Disclosure of Invention
The invention aims to provide a smoke energy-saving emission-reducing white-eliminating five-element heat exchange system. The invention has the characteristics of improving the whitening effect, improving the utilization rate of the residual heat in the flue gas and reducing the emission of pollutants.
The technical scheme of the invention is as follows: the five-element heat exchange system for saving energy, reducing emission and eliminating white of the flue gas comprises a front flue gas cooler, a water and flue gas heat exchanger, a desulfurizing tower, a condenser, a demister, a rear flue gas reheater, a steam and flue gas heat exchanger and a chimney which are connected in sequence; the condenser is connected with a cooling tower through a circulating pipeline; the front flue gas cooler and the rear flue gas reheater are connected through a circulating pipeline.

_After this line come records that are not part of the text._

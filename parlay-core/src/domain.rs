//! Payload types handed between the AI client, the UI and storage.
//!
//! Storage never inspects these; it caches whatever serializes. They live
//! here so every crate agrees on the wire shape.

use serde::{Deserialize, Serialize};
use serde_json::{Map, Value};
use std::collections::BTreeMap;

/// A scheduled game.
#[derive(Debug, Clone, PartialEq, Serialize, Deserialize)]
#[serde(rename_all = "camelCase")]
pub struct Game {
    pub id: String,
    pub away: String,
    pub home: String,
    /// Kickoff as reported by the schedule source (free-form).
    pub kickoff: String,
    #[serde(default, skip_serializing_if = "Option::is_none")]
    pub venue: Option<String>,
}

/// Payload cached under [`crate::Namespace::Schedule`].
#[derive(Debug, Clone, PartialEq, Serialize, Deserialize)]
#[serde(rename_all = "camelCase")]
pub struct SchedulePayload {
    pub week: String,
    pub games: Vec<Game>,
}

/// A web citation backing part of an analysis.
#[derive(Debug, Clone, PartialEq, Eq, Serialize, Deserialize)]
#[serde(rename_all = "camelCase")]
pub struct Source {
    pub title: String,
    pub uri: String,
}

/// One recommended player prop.
#[derive(Debug, Clone, PartialEq, Serialize, Deserialize)]
#[serde(rename_all = "camelCase")]
pub struct PropLeg {
    pub player: String,
    pub team: String,
    /// e.g. "Passing Yards", "Anytime TD".
    pub market: String,
    #[serde(default, skip_serializing_if = "Option::is_none")]
    pub line: Option<f64>,
    /// "Over", "Under", "Yes".
    pub pick: String,
    /// American odds, e.g. -110 or +150.
    #[serde(default, skip_serializing_if = "Option::is_none")]
    pub odds: Option<i32>,
    /// 0.0..=1.0
    #[serde(default)]
    pub confidence: f64,
    #[serde(default)]
    pub rationale: String,
}

impl PropLeg {
    /// Identity used to keep a slip free of duplicate legs.
    pub fn same_bet(&self, other: &PropLeg) -> bool {
        self.player.eq_ignore_ascii_case(&other.player)
            && self.market.eq_ignore_ascii_case(&other.market)
            && self.pick.eq_ignore_ascii_case(&other.pick)
    }
}

/// Structured part of an AI matchup analysis.
#[derive(Debug, Clone, PartialEq, Serialize, Deserialize)]
#[serde(rename_all = "camelCase")]
pub struct AnalysisResult {
    pub summary: String,
    #[serde(default)]
    pub key_factors: Vec<String>,
    #[serde(default)]
    pub prop_legs: Vec<PropLeg>,
    /// Anything else the model returned; kept so nothing is lost on re-save.
    #[serde(flatten)]
    pub extra: Map<String, Value>,
}

/// Payload cached under [`crate::Namespace::Matchup`].
#[derive(Debug, Clone, PartialEq, Serialize, Deserialize)]
#[serde(rename_all = "camelCase")]
pub struct MatchupPayload {
    pub analysis: Option<AnalysisResult>,
    #[serde(default)]
    pub sources: Vec<Source>,
    #[serde(default)]
    pub raw_text: String,
}

#[derive(Debug, Clone, PartialEq, Serialize, Deserialize)]
#[serde(rename_all = "camelCase")]
pub struct RosterPlayer {
    pub name: String,
    pub position: String,
    #[serde(default, skip_serializing_if = "Option::is_none")]
    pub status: Option<String>,
}

/// Current rosters for the two teams in a matchup, keyed by team name.
#[derive(Debug, Clone, Default, PartialEq, Serialize, Deserialize)]
pub struct RosterSnapshot {
    pub rosters: BTreeMap<String, Vec<RosterPlayer>>,
}

impl RosterSnapshot {
    /// Compact text form fed back into the deep-analysis prompt.
    pub fn as_context(&self) -> String {
        self.rosters
            .iter()
            .map(|(team, players)| {
                let names = players
                    .iter()
                    .map(|p| match &p.status {
                        Some(status) => format!("{} ({}, {})", p.name, p.position, status),
                        None => format!("{} ({})", p.name, p.position),
                    })
                    .collect::<Vec<_>>()
                    .join(", ");
                format!("{}: {}", team, names)
            })
            .collect::<Vec<_>>()
            .join("\n")
    }
}

/// Matchup cache key for a game, e.g. `kc-lv`.
pub fn game_key(away: &str, home: &str) -> String {
    format!("{}-{}", slug(away), slug(home))
}

fn slug(team: &str) -> String {
    let mut out = String::with_capacity(team.len());
    for c in team.trim().chars() {
        if c.is_ascii_alphanumeric() {
            out.push(c.to_ascii_lowercase());
        } else if !out.ends_with('_') && !out.is_empty() {
            out.push('_');
        }
    }
    out.trim_end_matches('_').to_string()
}

#[cfg(test)]
mod tests {
    use super::*;
    use serde_json::json;

    #[test]
    fn test_game_key() {
        assert_eq!(game_key("KC", "LV"), "kc-lv");
        assert_eq!(game_key(" New York Giants ", "Dallas"), "new_york_giants-dallas");
    }

    #[test]
    fn test_matchup_payload_wire_shape() {
        let payload = MatchupPayload {
            analysis: None,
            sources: vec![Source {
                title: "Injury report".to_string(),
                uri: "https://example.com/report".to_string(),
            }],
            raw_text: "text".to_string(),
        };
        let value = serde_json::to_value(&payload).expect("serialize should succeed");
        assert_eq!(
            value,
            json!({
                "analysis": null,
                "sources": [{"title": "Injury report", "uri": "https://example.com/report"}],
                "rawText": "text"
            })
        );
    }

    #[test]
    fn test_analysis_keeps_unknown_fields() {
        let value = json!({
            "summary": "Chiefs by a field goal",
            "keyFactors": ["weather"],
            "propLegs": [],
            "bettingTrends": {"ats": "4-1"}
        });
        let analysis: AnalysisResult =
            serde_json::from_value(value.clone()).expect("deserialize should succeed");
        assert_eq!(analysis.extra.get("bettingTrends"), Some(&json!({"ats": "4-1"})));
        assert_eq!(serde_json::to_value(&analysis).expect("serialize"), value);
    }

    #[test]
    fn test_roster_context() {
        let mut snapshot = RosterSnapshot::default();
        snapshot.rosters.insert(
            "KC".to_string(),
            vec![
                RosterPlayer {
                    name: "P. Mahomes".to_string(),
                    position: "QB".to_string(),
                    status: None,
                },
                RosterPlayer {
                    name: "T. Kelce".to_string(),
                    position: "TE".to_string(),
                    status: Some("Questionable".to_string()),
                },
            ],
        );
        assert_eq!(
            snapshot.as_context(),
            "KC: P. Mahomes (QB), T. Kelce (TE, Questionable)"
        );
    }

    #[test]
    fn test_same_bet_ignores_case_and_odds() {
        let a = PropLeg {
            player: "T. Kelce".to_string(),
            team: "KC".to_string(),
            market: "Receiving Yards".to_string(),
            line: Some(62.5),
            pick: "Over".to_string(),
            odds: Some(-115),
            confidence: 0.6,
            rationale: String::new(),
        };
        let mut b = a.clone();
        b.odds = Some(-105);
        b.pick = "over".to_string();
        assert!(a.same_bet(&b));
        b.pick = "Under".to_string();
        assert!(!a.same_bet(&b));
    }
}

In the flue gas energy-saving emission-reducing and white-eliminating five-element heat exchange system, the water and flue gas heat exchanger is connected with a desalting water tank through a circulating pipeline.
In the foregoing five-element heat exchange system for energy conservation, emission reduction and white reduction of flue gas, the steam and flue gas heat exchanger comprises two end plates which are arranged in parallel, a plurality of middle partition plates are uniformly distributed between the two end plates, a plurality of heat exchange tubes which are uniformly distributed are arranged on the middle partition plates, and two ends of each heat exchange tube are fixed on the end plates; the outer wall surface of the end plate is provided with a flange plate, the flange plate is provided with an arc-shaped sealing head, and the upper end and the lower end of the arc-shaped sealing head are provided with sealing plates; a saturated steam inlet flange is arranged on the arc-shaped sealing head at one end, and a condensed water outlet pipe is arranged on the arc-shaped sealing head at the other end; and a sealing ring is also arranged between the flange plate and the end plate.
In the flue gas energy-saving emission-reducing and whitening five-element heat exchange system, a plurality of partition plates which are arranged horizontally up and down are arranged between the adjacent partition plates and between the partition plates and the end plates.
In the flue gas energy-saving emission-reducing and white-eliminating five-element heat exchange system, the partition plate comprises a partition plate body, a plurality of air guide grooves with conical sections are formed in the upper end face and the lower end face of the partition plate body, a diffusion cambered surface is arranged between the upper end of the inner wall surface of the air guide groove and the end face of the partition plate body, and a plurality of arc-shaped protrusions are arranged on the bottom face of the air guide groove.
In the flue gas energy-saving emission-reducing and white-eliminating five-element heat exchange system, the upper end face and the lower end face of the partition plate body are also provided with heat preservation coatings.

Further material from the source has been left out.